Bloomberg’s Steven Mihm observed, “In Trump’s case, the value of his name is a complicated notion, resting on both the “right to publicity” as well as the more conventional foundations of trademark law (Trump has filed more 200 trademark applications, including Donald J. Trump, The Fragrance).” That fragrance smells to high heaven.
Timothy L. O’Brien has been following Trump’s business boasts for years and he writes, also in Bloomberg: “Trump, who flirted with personal bankruptcy in the early ’90s, has never publicly offered an independently vetted assessment of all his debts. Indeed, much of the financial information he discloses is self-reported. Until that changes, there’s a good chance that a strong dose of grade inflation runs through all of the net worth figures.”
Let’s put a finer point on it: Donald Trump is a fraud, which sounds like a good tagline for a television ad campaign.
The Model Already Exists…
The models for a Clinton strategy of taking apart The Donald are – I hesitate to say – the shameful “Swift Boating” of then-Senator John Kerry in 2004 and the often unfair characterizations in 2012 of Mitt Romney’s private equity career at Bain Capital. In both those cases, the opponents of Kerry and Romney – George W. Bush and Barack Obama – made strategic decisions to attack at a point of the opponent’s apparent greatest strength.
Kerry was a legitimate and highly decorated Vietnam War veteran and Romney was a demonstrably successful businessman. But the relentless attacks shredded the fundamental strengths of Kerry and Romney to the very great benefit of the ultimately winning candidates.
In fairness, many of the most effective attacks against Kerry and Romney were carried out by so called “independent” campaigns legally separate from the presidential candidates. But, unless you were born last night it’s impossible to believe that the 2004 and 2012 attacks were not conceived as part of the overall strategy of the Bush and Obama campaigns.
Kerry didn’t deserve the “swift boating” and much of the story line about Romney was based on inherent skepticism about his success in an industry that often cut jobs as a business strategy. Trump, on the other hand, is in an entirely different world. He deserves all the scrutiny he should be getting.
Political generals, like military generals, often mistakenly fight the last war, but in 2016 the lessons from presidential campaigns in 2004 and 2012 hold the most valuable lessons for the Democratic campaign.
Attacking the phony billionaire where he is perceived to be the strongest is a winning approach.

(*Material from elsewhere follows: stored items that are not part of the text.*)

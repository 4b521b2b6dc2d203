//! Candidate connection info for inbound connect requests.
//!
//! A listener carries hints (domain, fabric, protocol, capabilities). When a
//! connect request arrives the hints are merged with the addressing the
//! connection manager resolved for the new identifier, producing the
//! [`ConnRequest`] the application accepts or rejects.

use std::net::SocketAddr;

use serde::{Deserialize, Serialize};
use tracing::{debug, warn};

use crate::cm::{AddressFormat, CmEvent, CmId, PortSpace};
use crate::endpoint::ListenerId;
use crate::error::{EqError, EqResult};
use crate::private_data::XrcCmData;

/// Wildcard domain hint: any device may take the request.
pub const ANY_DOMAIN: &str = "any_domain";

/// Wildcard fabric hint: the fabric name is left unset in candidate info.
pub const ANY_FABRIC: &str = "any_fabric";

/// Suffix carried by XRC domain names.
pub const XRC_DOMAIN_SUFFIX: &str = "-xrc";

/// Wire protocol of a listener or endpoint.
#[derive(Debug, Clone, Copy, PartialEq, Eq, Hash, Serialize, Deserialize)]
pub enum EpProtocol {
    /// Plain connection manager handshake.
    RdmaCm,
    /// Handshake carrying the XRC negotiation header.
    RdmaCmXrc,
}

/// Listener hints used to build candidate info.
#[derive(Debug, Clone, PartialEq, Eq, Serialize, Deserialize)]
pub struct ConnectionHints {
    /// Domain name or [`ANY_DOMAIN`].
    pub domain_name: String,
    /// Fabric name or [`ANY_FABRIC`].
    pub fabric_name: String,
    /// Handshake protocol.
    pub protocol: EpProtocol,
    /// Capability bits passed through to the candidate.
    pub caps: u64,
}

impl ConnectionHints {
    /// Wildcard hints for `protocol`.
    pub fn any(protocol: EpProtocol) -> Self {
        Self {
            domain_name: ANY_DOMAIN.to_string(),
            fabric_name: ANY_FABRIC.to_string(),
            protocol,
            caps: 0,
        }
    }

    /// Restricts the hints to `domain_name`.
    pub fn with_domain(mut self, domain_name: impl Into<String>) -> Self {
        self.domain_name = domain_name.into();
        self
    }

    /// Restricts the hints to `fabric_name`.
    pub fn with_fabric(mut self, fabric_name: impl Into<String>) -> Self {
        self.fabric_name = fabric_name.into();
        self
    }

    /// True for XRC listeners.
    pub fn is_xrc(&self) -> bool {
        self.protocol == EpProtocol::RdmaCmXrc
    }
}

/// Candidate connection info handed to the application.
#[derive(Debug, Clone, PartialEq, Eq, Serialize)]
pub struct ConnInfo {
    /// Domain the request arrived on.
    pub domain_name: String,
    /// Fabric name, unset for wildcard fabric hints.
    pub fabric_name: Option<String>,
    /// Handshake protocol.
    pub protocol: EpProtocol,
    /// Capability bits from the listener hints.
    pub caps: u64,
    /// Port space of the inbound identifier.
    pub port_space: PortSpace,
    /// Address family of the resolved route.
    pub address_format: AddressFormat,
    /// Local address of the inbound identifier.
    pub src_addr: SocketAddr,
    /// Peer address of the inbound identifier.
    pub dest_addr: SocketAddr,
}

/// XRC negotiation fields carried by an inbound request.
#[derive(Debug, Clone, Copy, PartialEq, Eq, Serialize)]
pub struct XrcConnInfo {
    /// Request belongs to the hidden reciprocal leg.
    pub reciprocal: bool,
    /// Tag of the originating connect.
    pub conn_tag: u32,
    /// Listener port of the requester.
    pub port: u16,
    /// Target queue pair number of the requester.
    pub tgt_qpn: u32,
    /// Shared receive queue number of the requester.
    pub peer_srqn: u32,
}

impl From<XrcCmData> for XrcConnInfo {
    fn from(data: XrcCmData) -> Self {
        Self {
            reciprocal: data.reciprocal,
            conn_tag: data.conn_tag,
            port: data.port,
            tgt_qpn: data.tgt_qpn,
            peer_srqn: data.srqn,
        }
    }
}

/// Inbound connect request awaiting accept or reject.
#[derive(Debug, Clone)]
pub struct ConnRequest {
    pub(crate) id: CmId,
    pub(crate) listener: ListenerId,
    /// Merged candidate info.
    pub info: ConnInfo,
    /// XRC negotiation fields for XRC requests.
    pub xrc: Option<XrcConnInfo>,
    peer_qpn: u32,
}

impl ConnRequest {
    /// Listener the request arrived on.
    pub fn listener(&self) -> ListenerId {
        self.listener
    }

    /// Connection identifier that will carry the connection once accepted.
    pub fn cm_id(&self) -> CmId {
        self.id
    }

    /// Queue pair number advertised by the requester.
    pub fn peer_qpn(&self) -> u32 {
        self.peer_qpn
    }

    /// True for requests that carry the XRC negotiation header.
    pub fn is_xrc(&self) -> bool {
        self.xrc.is_some()
    }
}

/// Strips the XRC suffix from a domain name, if present.
pub fn base_domain_name(name: &str) -> &str {
    name.strip_suffix(XRC_DOMAIN_SUFFIX).unwrap_or(name)
}

fn domain_matches(hints: &ConnectionHints, device: &str) -> bool {
    if hints.is_xrc() {
        base_domain_name(&hints.domain_name) == device
    } else {
        hints.domain_name == device
    }
}

/// Merges listener hints with the addressing of an inbound request.
pub(crate) fn build_conn_request(
    listener: ListenerId,
    hints: &ConnectionHints,
    event: &CmEvent,
) -> EqResult<ConnRequest> {
    let route = event.route.as_ref().ok_or_else(|| {
        EqError::NoMatchingData(format!("connect request on {} without a route", event.id))
    })?;

    let domain_name = if hints.domain_name == ANY_DOMAIN {
        if hints.is_xrc() {
            format!("{}{}", route.device, XRC_DOMAIN_SUFFIX)
        } else {
            route.device.clone()
        }
    } else if domain_matches(hints, &route.device) {
        hints.domain_name.clone()
    } else {
        warn!(
            domain = %hints.domain_name,
            device = %route.device,
            "listener domain does not match the device the request arrived on"
        );
        return Err(EqError::NoMatchingData(format!(
            "domain {} does not match device {}",
            hints.domain_name, route.device
        )));
    };

    let fabric_name = if hints.fabric_name == ANY_FABRIC {
        None
    } else {
        Some(hints.fabric_name.clone())
    };

    let xrc = if hints.is_xrc() {
        Some(XrcConnInfo::from(XrcCmData::decode(&event.private_data)?))
    } else {
        None
    };

    debug!(id = %event.id, src = %route.src, dst = %route.dst, "connect request");

    Ok(ConnRequest {
        id: event.id,
        listener,
        info: ConnInfo {
            domain_name,
            fabric_name,
            protocol: hints.protocol,
            caps: hints.caps,
            port_space: event.port_space,
            address_format: route.format,
            src_addr: route.src,
            dest_addr: route.dst,
        },
        xrc,
        peer_qpn: event.qp_num,
    })
}
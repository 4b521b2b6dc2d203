//! XRC bidirectional connection setup.
//!
//! An XRC connection only carries traffic in one direction, so a logical
//! connection is two handshakes. The active side connects the original leg,
//! advertising a connection tag; once the passive side sees that leg
//! established it connects the reciprocal leg back, echoing the tag so the
//! active side can find the endpoint. The application sees exactly one
//! `Connected` per side, emitted when the reciprocal leg completes, carrying
//! the private data of the original handshake.
//!
//! Over connectionless (SIDR) transports an accept is final the moment it is
//! sent. Accept responses are remembered in the SIDR map so a retransmitted
//! request can be answered again without creating new state.

use bytes::Bytes;
use serde::Serialize;
use tracing::{debug, warn};

use crate::cm::{CmEvent, CmEventKind, CmId, ConnParam};
use crate::conn_tag::{ConnTag, TagTable};
use crate::connreq::{ConnRequest, XrcConnInfo};
use crate::endpoint::{
    EndpointId, EpState, Leg, LiveLegs, SidrEntry, XrcConnState, XrcEndpoint, XrcRole, XrcSetup,
};
use crate::eq::{ErrorEntry, EventKind, EventSource, QueueEntry};
use crate::error::{EqError, EqResult, ErrorCode};
use crate::private_data::{
    app_payload, build_private_data, decode_cm_data, skip_xrc_cm_data, XrcCmData, EMPTY_CM_DATA,
    MAX_APP_DATA_LEN,
};
use crate::sidr::SidrKey;
use crate::translator::{errno_of, Dispatch, Owner, Translator};

/// Reject status set when the peer application rejected a connect.
pub const REJ_CONSUMER_DEFINED: i32 = 28;

/// Reject status set when the peer application rejected a SIDR request.
pub const REJ_SIDR_CONSUMER_DEFINED: i32 = 2;

/// Who declined a connect.
#[derive(Debug, Clone, Copy, PartialEq, Eq, Hash, Serialize)]
pub enum RejectClass {
    /// The peer application rejected the request. Worth feeding into any
    /// upstream retry decision.
    PeerApplication,
    /// The fabric or the peer's connection manager rejected it.
    Infrastructure,
}

impl RejectClass {
    /// Classifies a reject status.
    pub fn from_status(status: i32) -> Self {
        match status {
            REJ_CONSUMER_DEFINED | REJ_SIDR_CONSUMER_DEFINED => RejectClass::PeerApplication,
            _ => RejectClass::Infrastructure,
        }
    }
}

/// Drops per-connect setup state, returning it so the caller can pull out
/// the saved event data.
fn release_setup(tags: &mut TagTable, xrc: &mut XrcEndpoint) -> Option<XrcSetup> {
    let setup = xrc.setup.take()?;
    if let Some(tag) = setup.conn_tag {
        tags.remove(tag);
    }
    Some(setup)
}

Millions of Americans are upset with their presidential choices and many are fed up with a political system that has come perilously close to imploding, but they will understand a self-proclaimed billionaire that doesn’t pay taxes and they will be able to analyze the evidence about a guy whose entire rationale for his candidacy is built around a level of business success that simply doesn’t exist.
Donald Trump’s business acumen is a little like the “all powerful” Wizard of Oz in the famous movie. Once you pull back the curtain you’ll find a little, insecure man who has spent a lifetime bragging about his accomplishments, a man living an illusion, a man who has gotten away with a con job it for a very long time.
Exposing Trump’s business record will also have the added benefit for Clinton of diverting the egomaniac from his own attacks on her. Can you imagine Trump’s response to a sustained assault on his most valuable asset – his self-image as a successful tycoon? It would be a fine thing to watch.
It’s time to get on with pulling back the curtain.